If there's one thing a person learns growing up in a house frequently festooned by screaming, it's how to sleep through pretty much anything; Caleb has, for instance, remained peacefully unconscious for the duration of a university fire alarm, which are actually nationally recognized to cause ear bleeding.
So to date he's missed most of this, and he's disinclined enough to pry that it's not like he hasn't noticed Freddy hasn't been sleeping, he just--hasn't asked. There are certain codes in place for this, and he is all too familiar with the stonewalling brought to bear by digging into a problem when a person isn't ready to talk about it; for one thing, he's been on the other side of that, and it is not a position he is eager to put anyone else in until necessary. That combined with his usual earth-bound status mean that although lately trying to make sense of his more advanced classwork has been an incredible bitch, the upswing in weirdness has left him with a vaguely feeling of unease, a sense that things are harder to keep in the ordered patterns where they belong, but--he's not seeing ghosts.
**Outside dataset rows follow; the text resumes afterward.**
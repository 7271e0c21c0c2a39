use noscalp_core::Config;
use noscalp_flow::{FlowNode, LocalNetwork};
use noscalp_identity::LegalName;
use std::sync::Arc;

/// Shared handler state: the node this service acts for, plus the rest of the
/// in-process network it talks to.
pub struct AppState {
    pub config: Config,
    pub node: Arc<FlowNode>,
    pub network: LocalNetwork,
}

impl AppState {
    /// Starts the notary, the local node and one auto-responding node per
    /// configured peer.
    pub fn new(config: Config) -> anyhow::Result<Self> {
        let me = LegalName::parse(&config.node.legal_name)?;
        let notary = LegalName::parse(&config.network.notary_name)?;

        let mut network = LocalNetwork::new(notary, config.flow.clone())?;
        let node = network.add_node(me)?;
        for peer in &config.network.peers {
            network.add_node(LegalName::parse(peer)?)?;
        }

        Ok(AppState {
            config,
            node,
            network,
        })
    }
}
So funnily enough - and it is funny, it's the kind of thing that has to be for a well-adjusted person to stay that way at Marrowston - what wakes him up is nothing so mystical as the fact that certain biological demands are making themselves known, and when he struggles out of sleep his first and only concern is pretty much exactly that. Thirty percent consciousness should certainly be sufficient to get to the bathroom and back.
Then, to his credit (he's not fucking clueless, just focused on the here and now; it's the only place he's ever been able to survive), he does notice, like...the slightly subzero temperature. "Freddy?"
He ...muzzles, wiping a hand across the back of his mouth and sitting up in the blackness to blink roughly where he estimates his roommate to be, "It's fucking freezing in here."
A beat. "...shit."
Well, look, just because he can't like, speak with the dead doesn't mean he can't tell by now.